━━━ Input ━━━

impl ZipCryptoKeys {
    fn new(password: &[u8]) -> Self {
        let mut keys = Self {
            k0: 0x1234_5678,
            k1: 0x2345_6789,
            k2: 0x3456_7890,
        };
        for &b in password {
            keys.update(b);
        }
        keys
    }

    fn update(&mut self, b: u8) {
        self.k0 = crc32_step(self.k0, b);
        self.k1 = self
            .k1
            .wrapping_add(self.k0 & 0xff)
            .wrapping_mul(134_775_813)
            .wrapping_add(1);
        self.k2 = crc32_step(self.k2, (self.k1 >> 24) as u8);
    }

    fn stream_byte(&self) -> u8 {
        let t = (self.k2 | 2) & 0xffff;
        ((t * (t ^ 1)) >> 8) as u8
    }

    fn decrypt(&mut self, buf: &mut [u8]) {
        for b in buf.iter_mut() {
            let plain = *b ^ self.stream_byte();
            self.update(plain);
            *b = plain;
        }
    }
}

/// Decrypts a PKWARE payload as it is read
struct ZipCryptoReader<'a> {
    keys: ZipCryptoKeys,
    inner: &'a [u8],
}

impl Read for ZipCryptoReader<'_> {
    fn read(&mut self, buf: &mut [u8]) -> io::Result<usize> {
        let n = self.inner.read(buf)?;
        self.keys.decrypt(&mut buf[..n]);
        Ok(n)
    }
}

const CRC32_TABLE: [u32; 256] = crc32_table();

const fn crc32_table() -> [u32; 256] {
    let mut table = [0u32; 256];
    let mut i = 0;
    while i < 256 {
        let mut c = i as u32;
        let mut k = 0;
        while k < 8 {
            c = if c & 1 != 0 { 0xEDB8_8320 ^ (c >> 1) } else { c >> 1 };
            k += 1;
        }
        table[i] = c;
        i += 1;
    }
    table
}

fn crc32_step(crc: u32, b: u8) -> u32 {
    CRC32_TABLE[((crc ^ b as u32) & 0xff) as usize] ^ (crc >> 8)
}

fn parse_aes_extra(mut extra: &[u8]) -> Option<(Encryption, u16)> {
    while extra.len() >= 4 {
        let id = u16::from_le_bytes([extra[0], extra[1]]);
        let size = u16::from_le_bytes([extra[2], extra[3]]) as usize;
        let body = extra.get(4..4 + size)?;
        if id == EXTRA_AES && size >= 7 && &body[2..4] == b"AE" {
            let vendor_version = u16::from_le_bytes([body[0], body[1]]);
            let strength = AesStrength::from_byte(body[4])?;
            let method = u16::from_le_bytes([body[5], body[6]]);
            return Some((
                Encryption::Aes {
                    strength,
                    vendor_version,
                },
                method,
            ));
        }
        extra = &extra[4 + size..];
    }
    None
}

fn local_payload(bytes: &[u8], offset: usize, len: usize) -> Result<&[u8]> {
    if u32_at(bytes, offset)? != SIG_LFH {
        return Err(malformed(format!("bad local header signature at {}", offset)));
    }
    let name_len = u16_at(bytes, offset + 26)? as usize;
    let extra_len = u16_at(bytes, offset + 28)? as usize;
    slice(bytes, offset + LFH_LEN + name_len + extra_len, len)
}

fn find_eocd(bytes: &[u8]) -> Result<usize> {
    if bytes.len() < EOCD_MIN_LEN {
        return Err(malformed("file too small to be a ZIP archive"));
    }
    let floor = bytes.len().saturating_sub(EOCD_SEARCH_MAX);
    (floor..=bytes.len() - EOCD_MIN_LEN)
        .rev()
        .find(|&i| u32::from_le_bytes([bytes[i], bytes[i + 1], bytes[i + 2], bytes[i + 3]]) == SIG_EOCD)
        .ok_or_else(|| malformed("end of central directory not found"))
}

fn slice(bytes: &[u8], start: usize, len: usize) -> Result<&[u8]> {
    start
        .checked_add(len)
        .and_then(|end| bytes.get(start..end))
        .ok_or_else(|| malformed(format!("record at {} runs past end of file", start)))
}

━━━

__Exercise details__. Of the lines above, show those in which "usize" appears.

__Expected answer__.
    fn read(&mut self, buf: &mut [u8]) -> io::Result<usize> {
    CRC32_TABLE[((crc ^ b as u32) & 0xff) as usize] ^ (crc >> 8)
        let size = u16::from_le_bytes([extra[2], extra[3]]) as usize;
fn local_payload(bytes: &[u8], offset: usize, len: usize) -> Result<&[u8]> {
    let name_len = u16_at(bytes, offset + 26)? as usize;
    let extra_len = u16_at(bytes, offset + 28)? as usize;
fn find_eocd(bytes: &[u8]) -> Result<usize> {
fn slice(bytes: &[u8], start: usize, len: usize) -> Result<&[u8]> {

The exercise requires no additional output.